The company, closing in on their £2.3 billion merger with Coral, increased revenue by 1.9 per cent in their UK retail division but revenue in digital were up 48.2 per cent.
Ladbrokes Australia net revenue was up 89.6 per cent.
Chief executive Jim Mullen said: “We’ve emerged from a busy summer of sport with more evidence that our strategy of appealing to the recreational customer is delivering growth and we remain confident of delivering full-year results in line with our expectations.
“Across all our key pillars we have been encouraged by the customer reaction. We have delivered growth for a fourth successive quarter in group net revenue, and in Ladbrokes.com an eleventh in sportsbook staking and an eighth in gaming.

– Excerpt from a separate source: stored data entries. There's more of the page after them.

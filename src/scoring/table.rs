use crate::competition::TopN;

/// Points awarded per placement in a top-3 event.
pub const POINTS_TOP3: [u32; 3] = [5, 3, 2];

/// Points awarded per placement in a top-5 event.
pub const POINTS_TOP5: [u32; 5] = [7, 5, 3, 2, 1];

/// The point table for an event mode, indexed by 0-based placement.
pub fn table(mode: TopN) -> &'static [u32] {
    match mode {
        TopN::Top3 => &POINTS_TOP3,
        TopN::Top5 => &POINTS_TOP5,
    }
}

/// Points for one placement under a mode, 0 if the placement is not awarded.
pub fn points_for(mode: TopN, placement: usize) -> u32 {
    table(mode).get(placement).copied().unwrap_or(0)
}
use serde::{Deserialize, Serialize};

/// Application configuration.
///
/// Everything is optional; the app is fully usable without a config file.
///
/// Example YAML:
/// ```yaml
/// defaults:
///   countries: 7
///   men_events: 3
///   women_events: 2
/// color: auto
/// ```
#[derive(Debug, Clone, Deserialize, Serialize, PartialEq, Default)]
#[serde(deny_unknown_fields)]
pub struct Config {
    /// Pre-filled values for the initialize form
    #[serde(default)]
    pub defaults: Option<SizeDefaults>,

    /// Color output: auto (TTY detection), always, or never
    #[serde(default)]
    pub color: ColorChoice,
}

/// Default competition sizes offered by the TUI's init form.
#[derive(Debug, Clone, Copy, Deserialize, Serialize, PartialEq)]
#[serde(deny_unknown_fields)]
pub struct SizeDefaults {
    pub countries: u32,
    #[serde(default)]
    pub men_events: u32,
    #[serde(default)]
    pub women_events: u32,
}

#[derive(Debug, Clone, Copy, Deserialize, Serialize, PartialEq, Eq, Default)]
#[serde(rename_all = "lowercase")]
pub enum ColorChoice {
    #[default]
    Auto,
    Always,
    Never,
}

impl ColorChoice {
    pub fn enabled(self) -> bool {
        match self {
            ColorChoice::Auto => crate::output::should_use_colors(),
            ColorChoice::Always => true,
            ColorChoice::Never => false,
        }
    }
}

“In Australia, we’ve continued to enjoy tremendous success across all measures in the form of improved margin, strong staking and actives growth.”
Loss on racing
Victories by the likes of Franklin D at Glorious Goodwood and Postponed at York in August meant the two festivals were “very painful, loss-making meetings”.
Mullen said their margin had been resilient, adding: “This margin has been in spite of loss-making racing festivals at Goodwood and York; I said at our half-year results in August that sporting results would turn against us and in racing they promptly did.

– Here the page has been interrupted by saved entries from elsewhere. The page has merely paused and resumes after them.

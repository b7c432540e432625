mod schema;

pub use schema::{ColorChoice, Config, SizeDefaults};

use anyhow::{Context, Result};
use std::fs;
use std::path::PathBuf;

/// Get the config directory path (~/.config/medal-tally/)
pub fn get_config_dir() -> PathBuf {
    let home = dirs::home_dir().expect("Could not determine home directory");
    home.join(".config").join("medal-tally")
}

/// Get the default config file path (~/.config/medal-tally/config.yaml)
pub fn get_config_path() -> PathBuf {
    get_config_dir().join("config.yaml")
}

/// Load configuration from a YAML file.
///
/// The config file is optional: a missing file yields the defaults. A file
/// that exists but cannot be read or parsed is an error, so typos never
/// silently fall back to defaults.
pub fn load_config(path: Option<PathBuf>) -> Result<Config> {
    let config_path = path.unwrap_or_else(get_config_path);

    if !config_path.exists() {
        return Ok(Config::default());
    }

    let config_content = fs::read_to_string(&config_path)
        .with_context(|| format!("Failed to read config file at {}", config_path.display()))?;

    let config: Config = serde_saphyr::from_str(&config_content).with_context(|| {
        format!(
            "Failed to parse config: invalid YAML in {}",
            config_path.display()
        )
    })?;

    Ok(config)
}

#[cfg(test)]
mod tests {
    use super::*;

    #[test]
    fn test_missing_file_yields_defaults() {
        let config = load_config(Some(PathBuf::from("/nonexistent/medal-tally.yaml"))).unwrap();
        assert_eq!(config, Config::default());
        assert_eq!(config.color, ColorChoice::Auto);
        assert!(config.defaults.is_none());
    }

    #[test]
    fn test_parse_full_config() {
        let yaml = "defaults:\n  countries: 7\n  men_events: 3\n  women_events: 2\ncolor: never\n";
        let config: Config = serde_saphyr::from_str(yaml).unwrap();
        let defaults = config.defaults.unwrap();
        assert_eq!(defaults.countries, 7);
        assert_eq!(defaults.men_events, 3);
        assert_eq!(defaults.women_events, 2);
        assert_eq!(config.color, ColorChoice::Never);
        assert!(!config.color.enabled());
    }

    #[test]
    fn test_partial_defaults_fill_with_zero() {
        let yaml = "defaults:\n  countries: 5\n";
        let config: Config = serde_saphyr::from_str(yaml).unwrap();
        let defaults = config.defaults.unwrap();
        assert_eq!(defaults.countries, 5);
        assert_eq!(defaults.men_events, 0);
        assert_eq!(defaults.women_events, 0);
    }

    #[test]
    fn test_unknown_field_is_rejected() {
        let yaml = "colour: always\n";
        assert!(serde_saphyr::from_str::<Config>(yaml).is_err());
    }
}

“However, we did enjoy a strong end to the Euros and a stuttering start to the season for Manchester United and Barcelona has been in our favour.

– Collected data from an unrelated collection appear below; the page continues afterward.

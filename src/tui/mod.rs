pub mod app;
pub mod event;
pub mod theme;
pub mod ui;

pub use app::App;

use crossterm::event::{KeyCode, KeyEvent, KeyModifiers};
use event::{Event, EventHandler};

use crate::ranking::SortKey;
use app::{InputMode, QueryKind, Tab};

pub fn run_tui(mut app: App) -> anyhow::Result<()> {
    // Init terminal (sets up panic hooks automatically)
    let mut terminal = ratatui::init();

    let mut events = EventHandler::new(250); // 250ms tick for flash expiry

    loop {
        terminal.draw(|frame| ui::draw(frame, &mut app))?;

        match events.next()? {
            Event::Key(key) => handle_key_event(&mut app, key),
            Event::Tick => app.update_flash(),
        }

        if app.should_quit {
            break;
        }
    }

    ratatui::restore();
    Ok(())
}

fn handle_key_event(app: &mut App, key: KeyEvent) {
    match app.input_mode {
        InputMode::Normal => handle_normal_key(app, key),
        InputMode::InitForm => handle_init_form_key(app, key),
        InputMode::CellInput => handle_text_key(app, key, |a| a.confirm_cell_input(), |a| {
            a.cancel_cell_input()
        }),
        InputMode::QueryInput => {
            handle_text_key(app, key, |a| a.confirm_query(), |a| a.cancel_query())
        }
        InputMode::Help => {
            // Any key exits help
            app.dismiss_help();
        }
    }
}

fn handle_normal_key(app: &mut App, key: KeyEvent) {
    // Global keys first
    match key.code {
        KeyCode::Char('q') => {
            app.should_quit = true;
            return;
        }
        KeyCode::Char('c') if key.modifiers.contains(KeyModifiers::CONTROL) => {
            app.should_quit = true;
            return;
        }
        KeyCode::Tab => {
            app.next_tab();
            return;
        }
        KeyCode::BackTab => {
            app.previous_tab();
            return;
        }
        KeyCode::Char('?') => {
            app.show_help();
            return;
        }
        KeyCode::Char('i') => {
            app.open_init_form();
            return;
        }
        KeyCode::Char('d') => {
            app.load_sample();
            return;
        }
        _ => {}
    }

    match app.current_tab {
        Tab::Entry => match key.code {
            KeyCode::Char('j') | KeyCode::Down => app.next_row(),
            KeyCode::Char('k') | KeyCode::Up => app.previous_row(),
            KeyCode::Char('h') | KeyCode::Left => app.previous_col(),
            KeyCode::Char('l') | KeyCode::Right => app.next_col(),
            KeyCode::Enter => {
                if app.entry_col == 0 {
                    app.toggle_mode();
                } else {
                    app.start_cell_input();
                }
            }
            KeyCode::Char('t') | KeyCode::Char(' ') => app.toggle_mode(),
            KeyCode::Char('x') | KeyCode::Delete => app.clear_cell(),
            KeyCode::Char('v') => app.validate(),
            _ => {}
        },
        Tab::Standings => match key.code {
            KeyCode::Char('c') => app.set_sort(SortKey::Id, true),
            KeyCode::Char('t') => app.set_sort(SortKey::Total, false),
            KeyCode::Char('m') => app.set_sort(SortKey::Male, false),
            KeyCode::Char('w') => app.set_sort(SortKey::Female, false),
            _ => {}
        },
        Tab::Query => match key.code {
            KeyCode::Char('c') => app.start_query(QueryKind::Country),
            KeyCode::Char('e') => app.start_query(QueryKind::Event),
            _ => {}
        },
    }
}

fn handle_init_form_key(app: &mut App, key: KeyEvent) {
    match key.code {
        KeyCode::Esc => app.cancel_init_form(),
        KeyCode::Enter => {
            if app.init_form.field < 2 {
                app.init_form.field += 1;
            } else {
                app.submit_init_form();
            }
        }
        KeyCode::Tab | KeyCode::Down => {
            app.init_form.field = (app.init_form.field + 1) % 3;
        }
        KeyCode::BackTab | KeyCode::Up => {
            app.init_form.field = (app.init_form.field + 2) % 3;
        }
        KeyCode::Backspace => {
            let field = app.init_form.field;
            app.init_form.values[field].pop();
        }
        KeyCode::Char(c) if c.is_ascii_digit() => {
            let field = app.init_form.field;
            app.init_form.values[field].push(c);
        }
        _ => {}
    }
}

/// Shared handling for the one-line numeric input popups.
fn handle_text_key(
    app: &mut App,
    key: KeyEvent,
    confirm: impl FnOnce(&mut App),
    cancel: impl FnOnce(&mut App),
) {
    match key.code {
        KeyCode::Enter => confirm(app),
        KeyCode::Esc => cancel(app),
        KeyCode::Backspace => {
            match app.input_mode {
                InputMode::CellInput => {
                    app.cell_input.pop();
                }
                InputMode::QueryInput => {
                    app.query_input.pop();
                }
                _ => {}
            };
        }
        KeyCode::Char(c) if c.is_ascii_digit() => match app.input_mode {
            InputMode::CellInput => app.cell_input.push(c),
            InputMode::QueryInput => app.query_input.push(c),
            _ => {}
        },
        _ => {}
    }
}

“With the Melbourne Cup, an action-packed Boxing Day, the return of the national hunt season and an intense programme of top level football to come, there remain significant opportunities and risks ahead.”
Ladbrokes announced on Sunday they and Coral had found buyers for all but one of the 360 betting shops they must sell to satisfy the Competition and Markets Authority before their merger can go through.
Mullen added: “These results have been achieved by a group of colleagues whose commitment to delivering Ladbrokes’ Plan A has been all the more impressive given the ongoing work towards completion of our merger with Coral.
“Following our agreement to sell 359 shops subject to CMA approval, we are close to completion of the deal and look forward to the opportunities it will bring to customers, colleagues and shareholders.”